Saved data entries
******************************

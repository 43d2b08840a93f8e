/*!
 * Reporting
 * Text and JSON renderings of a finished simulation
 */

use crate::config::SimConfig;
use crate::core::types::{Pid, Tick};
use crate::simulator::{CompletionRecord, SimulationStats, Simulator, Timeline, TimelineEvent};
use serde::Serialize;
use std::collections::BTreeMap;
use std::fmt::{self, Write};

/// Everything a run produced, ready for serialization
#[derive(Debug, Serialize)]
pub struct Report<'a> {
    pub algorithm: &'a str,
    pub config: SimConfig,
    pub stats: SimulationStats,
    pub processes: &'a [CompletionRecord],
    pub events: &'a [TimelineEvent],
}

impl<'a> Report<'a> {
    pub fn new(sim: &'a Simulator, config: SimConfig, stats: SimulationStats) -> Self {
        Self {
            algorithm: sim.scheduler_name(),
            config,
            stats,
            processes: sim.completions(),
            events: sim.timeline().events(),
        }
    }

    pub fn to_json(&self) -> serde_json::Result<String> {
        serde_json::to_string_pretty(self)
    }
}

/// One line of an algorithm comparison
#[derive(Debug, Clone, Serialize)]
pub struct ComparisonRow {
    pub algorithm: String,
    pub stats: SimulationStats,
}

pub fn render_metrics(stats: &SimulationStats) -> Result<String, fmt::Error> {
    let mut out = String::new();
    writeln!(out, "\nPerformance Metrics:")?;
    writeln!(out, "==================\n")?;
    writeln!(out, "Average Waiting Time:     {:.2} units", stats.avg_waiting_time)?;
    writeln!(out, "Average Turnaround Time:  {:.2} units", stats.avg_turnaround_time)?;
    writeln!(out, "Average Response Time:    {:.2} units", stats.avg_response_time)?;
    writeln!(out, "Total Context Switches:   {}", stats.total_context_switches)?;
    writeln!(out, "Completed Processes:      {}", stats.completed_processes)?;
    writeln!(out, "CPU Utilization:          {:.2}%", stats.cpu_utilization() * 100.0)?;
    Ok(out)
}

/// Per-process table, ordered by pid
pub fn render_process_table(records: &[CompletionRecord]) -> Result<String, fmt::Error> {
    let mut rows: Vec<&CompletionRecord> = records.iter().collect();
    rows.sort_by_key(|r| r.pid);

    let mut out = String::new();
    writeln!(
        out,
        "{:>5} {:>8} {:>6} {:>5} {:>7} {:>11} {:>8} {:>9}",
        "PID", "Arrival", "Burst", "Prio", "Finish", "Turnaround", "Waiting", "Response"
    )?;
    for r in rows {
        writeln!(
            out,
            "{:>5} {:>8} {:>6} {:>5} {:>7} {:>11} {:>8} {:>9}",
            r.pid,
            r.arrival_time,
            r.burst_time,
            r.priority,
            r.completion_time,
            r.turnaround_time,
            r.waiting_time,
            r.response_time
        )?;
    }
    Ok(out)
}

/// ASCII Gantt chart: `=` where a process held the CPU, `.` elsewhere
pub fn render_timeline(timeline: &Timeline, total_ticks: Tick) -> Result<String, fmt::Error> {
    if timeline.is_empty() || total_ticks == 0 {
        return Ok("No events recorded.".to_string());
    }

    let width = total_ticks as usize;
    let mut lines: BTreeMap<Pid, Vec<char>> = timeline
        .events()
        .iter()
        .map(|e| (e.pid, vec!['.'; width]))
        .collect();

    for segment in timeline.segments() {
        if let Some(line) = lines.get_mut(&segment.pid) {
            let end = (segment.end as usize).min(width);
            for cell in &mut line[(segment.start as usize).min(end)..end] {
                *cell = '=';
            }
        }
    }

    let mut out = String::new();
    writeln!(out, "\nScheduling Timeline:")?;
    writeln!(out, "================\n")?;
    write!(out, "Time: ")?;
    for t in 0..width {
        write!(out, "{:>3}", t)?;
    }
    out.push('\n');

    for (pid, line) in &lines {
        write!(out, "P{:>3}: ", pid)?;
        for c in line {
            write!(out, "{:>3}", c)?;
        }
        out.push('\n');
    }
    Ok(out)
}

/// One summary row per algorithm
pub fn render_comparison(rows: &[ComparisonRow]) -> Result<String, fmt::Error> {
    let mut out = String::new();
    writeln!(
        out,
        "{:<36} {:>9} {:>11} {:>9} {:>9} {:>7}",
        "Algorithm", "Waiting", "Turnaround", "Response", "Switches", "CPU%"
    )?;
    for row in rows {
        let s = &row.stats;
        writeln!(
            out,
            "{:<36} {:>9.2} {:>11.2} {:>9.2} {:>9} {:>7.1}",
            row.algorithm,
            s.avg_waiting_time,
            s.avg_turnaround_time,
            s.avg_response_time,
            s.total_context_switches,
            s.cpu_utilization() * 100.0
        )?;
    }
    Ok(out)
}

#[cfg(test)]
mod tests {
    use super::*;
    use crate::scheduler::Algorithm;
    use crate::simulator::EventKind;

    #[test]
    fn test_timeline_bars() {
        let mut t = Timeline::new();
        t.record(0, 1, EventKind::Start);
        t.record(2, 1, EventKind::Complete);
        t.record(2, 2, EventKind::Start);
        t.record(3, 2, EventKind::Complete);

        let text = render_timeline(&t, 3).unwrap();
        assert!(text.contains("P  1:   =  =  ."));
        assert!(text.contains("P  2:   .  .  ="));
    }

    #[test]
    fn test_empty_timeline() {
        assert_eq!(render_timeline(&Timeline::new(), 0).unwrap(), "No events recorded.");
    }

    #[test]
    fn test_metrics_and_json() {
        let config = SimConfig::new(Algorithm::Fcfs, 0);
        let mut sim = Simulator::from_config(&config);
        sim.add_process(0, 4, 0);
        let stats = sim.run();

        let metrics = render_metrics(&stats).unwrap();
        assert!(metrics.contains("Average Turnaround Time:  4.00 units"));
        assert!(metrics.contains("CPU Utilization:          100.00%"));

        let json = Report::new(&sim, config, stats).to_json().unwrap();
        let value: serde_json::Value = serde_json::from_str(&json).unwrap();
        assert_eq!(value["algorithm"], "First Come First Serve");
        assert_eq!(value["stats"]["completed_processes"], 1);
        assert_eq!(value["events"][1]["kind"], "COMPLETE");
        assert_eq!(value["processes"][0]["turnaround_time"], 4);
    }

    #[test]
    fn test_process_table_sorted_by_pid() {
        let mut sim = Simulator::with_algorithm(Algorithm::Sjf, 0);
        sim.add_process(0, 5, 0);
        sim.add_process(0, 1, 0);
        sim.run();
        let table = render_process_table(sim.completions()).unwrap();
        let first = table.lines().nth(1).unwrap();
        assert!(first.trim_start().starts_with('1'));
    }

    #[test]
    fn test_comparison_rows() {
        let rows: Vec<ComparisonRow> = [Algorithm::Fcfs, Algorithm::Sjf]
            .into_iter()
            .map(|algo| {
                let mut sim = Simulator::with_algorithm(algo, 0);
                sim.add_process(0, 2, 0);
                let stats = sim.run();
                ComparisonRow {
                    algorithm: sim.scheduler_name().to_string(),
                    stats,
                }
            })
            .collect();

        let text = render_comparison(&rows).unwrap();
        let lines: Vec<&str> = text.lines().collect();
        assert_eq!(lines.len(), 3);
        assert!(lines[0].starts_with("Algorithm"));
        assert!(lines[1].starts_with("First Come First Serve"));
        assert!(lines[2].starts_with("Shortest Job First"));
    }
}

******************************

▶ **Exercise prompt**
Please restate the data word for word, every record included.

▶ **Task answer**
repository 43d2b08840a93f8e
/*!
 * Reporting
 * Text and JSON renderings of a finished simulation
 */

use crate::config::SimConfig;
use crate::core::types::{Pid, Tick};
use crate::simulator::{CompletionRecord, SimulationStats, Simulator, Timeline, TimelineEvent};
use serde::Serialize;
use std::collections::BTreeMap;
use std::fmt::{self, Write};

/// Everything a run produced, ready for serialization
#[derive(Debug, Serialize)]
pub struct Report<'a> {
    pub algorithm: &'a str,
    pub config: SimConfig,
    pub stats: SimulationStats,
    pub processes: &'a [CompletionRecord],
    pub events: &'a [TimelineEvent],
}

impl<'a> Report<'a> {
    pub fn new(sim: &'a Simulator, config: SimConfig, stats: SimulationStats) -> Self {
        Self {
            algorithm: sim.scheduler_name(),
            config,
            stats,
            processes: sim.completions(),
            events: sim.timeline().events(),
        }
    }

    pub fn to_json(&self) -> serde_json::Result<String> {
        serde_json::to_string_pretty(self)
    }
}

/// One line of an algorithm comparison
#[derive(Debug, Clone, Serialize)]
pub struct ComparisonRow {
    pub algorithm: String,
    pub stats: SimulationStats,
}

pub fn render_metrics(stats: &SimulationStats) -> Result<String, fmt::Error> {
    let mut out = String::new();
    writeln!(out, "\nPerformance Metrics:")?;
    writeln!(out, "==================\n")?;
    writeln!(out, "Average Waiting Time:     {:.2} units", stats.avg_waiting_time)?;
    writeln!(out, "Average Turnaround Time:  {:.2} units", stats.avg_turnaround_time)?;
    writeln!(out, "Average Response Time:    {:.2} units", stats.avg_response_time)?;
    writeln!(out, "Total Context Switches:   {}", stats.total_context_switches)?;
    writeln!(out, "Completed Processes:      {}", stats.completed_processes)?;
    writeln!(out, "CPU Utilization:          {:.2}%", stats.cpu_utilization() * 100.0)?;
    Ok(out)
}

/// Per-process table, ordered by pid
pub fn render_process_table(records: &[CompletionRecord]) -> Result<String, fmt::Error> {
    let mut rows: Vec<&CompletionRecord> = records.iter().collect();
    rows.sort_by_key(|r| r.pid);

    let mut out = String::new();
    writeln!(
        out,
        "{:>5} {:>8} {:>6} {:>5} {:>7} {:>11} {:>8} {:>9}",
        "PID", "Arrival", "Burst", "Prio", "Finish", "Turnaround", "Waiting", "Response"
    )?;
    for r in rows {
        writeln!(
            out,
            "{:>5} {:>8} {:>6} {:>5} {:>7} {:>11} {:>8} {:>9}",
            r.pid,
            r.arrival_time,
            r.burst_time,
            r.priority,
            r.completion_time,
            r.turnaround_time,
            r.waiting_time,
            r.response_time
        )?;
    }
    Ok(out)
}

/// ASCII Gantt chart: `=` where a process held the CPU, `.` elsewhere
pub fn render_timeline(timeline: &Timeline, total_ticks: Tick) -> Result<String, fmt::Error> {
    if timeline.is_empty() || total_ticks == 0 {
        return Ok("No events recorded.".to_string());
    }

    let width = total_ticks as usize;
    let mut lines: BTreeMap<Pid, Vec<char>> = timeline
        .events()
        .iter()
        .map(|e| (e.pid, vec!['.'; width]))
        .collect();

    for segment in timeline.segments() {
        if let Some(line) = lines.get_mut(&segment.pid) {
            let end = (segment.end as usize).min(width);
            for cell in &mut line[(segment.start as usize).min(end)..end] {
                *cell = '=';
            }
        }
    }

    let mut out = String::new();
    writeln!(out, "\nScheduling Timeline:")?;
    writeln!(out, "================\n")?;
    write!(out, "Time: ")?;
    for t in 0..width {
        write!(out, "{:>3}", t)?;
    }
    out.push('\n');

    for (pid, line) in &lines {
        write!(out, "P{:>3}: ", pid)?;
        for c in line {
            write!(out, "{:>3}", c)?;
        }
        out.push('\n');
    }
    Ok(out)
}

/// One summary row per algorithm
pub fn render_comparison(rows: &[ComparisonRow]) -> Result<String, fmt::Error> {
    let mut out = String::new();
    writeln!(
        out,
        "{:<36} {:>9} {:>11} {:>9} {:>9} {:>7}",
        "Algorithm", "Waiting", "Turnaround", "Response", "Switches", "CPU%"
    )?;
    for row in rows {
        let s = &row.stats;
        writeln!(
            out,
            "{:<36} {:>9.2} {:>11.2} {:>9.2} {:>9} {:>7.1}",
            row.algorithm,
            s.avg_waiting_time,
            s.avg_turnaround_time,
            s.avg_response_time,
            s.total_context_switches,
            s.cpu_utilization() * 100.0
        )?;
    }
    Ok(out)
}

#[cfg(test)]
mod tests {
    use super::*;
    use crate::scheduler::Algorithm;
    use crate::simulator::EventKind;

    #[test]
    fn test_timeline_bars() {
        let mut t = Timeline::new();
        t.record(0, 1, EventKind::Start);
        t.record(2, 1, EventKind::Complete);
        t.record(2, 2, EventKind::Start);
        t.record(3, 2, EventKind::Complete);

        let text = render_timeline(&t, 3).unwrap();
        assert!(text.contains("P  1:   =  =  ."));
        assert!(text.contains("P  2:   .  .  ="));
    }

    #[test]
    fn test_empty_timeline() {
        assert_eq!(render_timeline(&Timeline::new(), 0).unwrap(), "No events recorded.");
    }

    #[test]
    fn test_metrics_and_json() {
        let config = SimConfig::new(Algorithm::Fcfs, 0);
        let mut sim = Simulator::from_config(&config);
        sim.add_process(0, 4, 0);
        let stats = sim.run();

        let metrics = render_metrics(&stats).unwrap();
        assert!(metrics.contains("Average Turnaround Time:  4.00 units"));
        assert!(metrics.contains("CPU Utilization:          100.00%"));

        let json = Report::new(&sim, config, stats).to_json().unwrap();
        let value: serde_json::Value = serde_json::from_str(&json).unwrap();
        assert_eq!(value["algorithm"], "First Come First Serve");
        assert_eq!(value["stats"]["completed_processes"], 1);
        assert_eq!(value["events"][1]["kind"], "COMPLETE");
        assert_eq!(value["processes"][0]["turnaround_time"], 4);
    }

    #[test]
    fn test_process_table_sorted_by_pid() {
        let mut sim = Simulator::with_algorithm(Algorithm::Sjf, 0);
        sim.add_process(0, 5, 0);
        sim.add_process(0, 1, 0);
        sim.run();
        let table = render_process_table(sim.completions()).unwrap();
        let first = table.lines().nth(1).unwrap();
        assert!(first.trim_start().starts_with('1'));
    }

    #[test]
    fn test_comparison_rows() {
        let rows: Vec<ComparisonRow> = [Algorithm::Fcfs, Algorithm::Sjf]
            .into_iter()
            .map(|algo| {
                let mut sim = Simulator::with_algorithm(algo, 0);
                sim.add_process(0, 2, 0);
                let stats = sim.run();
                ComparisonRow {
                    algorithm: sim.scheduler_name().to_string(),
                    stats,
                }
            })
            .collect();

        let text = render_comparison(&rows).unwrap();
        let lines: Vec<&str> = text.lines().collect();
        assert_eq!(lines.len(), 3);
        assert!(lines[0].starts_with("Algorithm"));
        assert!(lines[1].starts_with("First Come First Serve"));
        assert!(lines[2].starts_with("Shortest Job First"));
    }
}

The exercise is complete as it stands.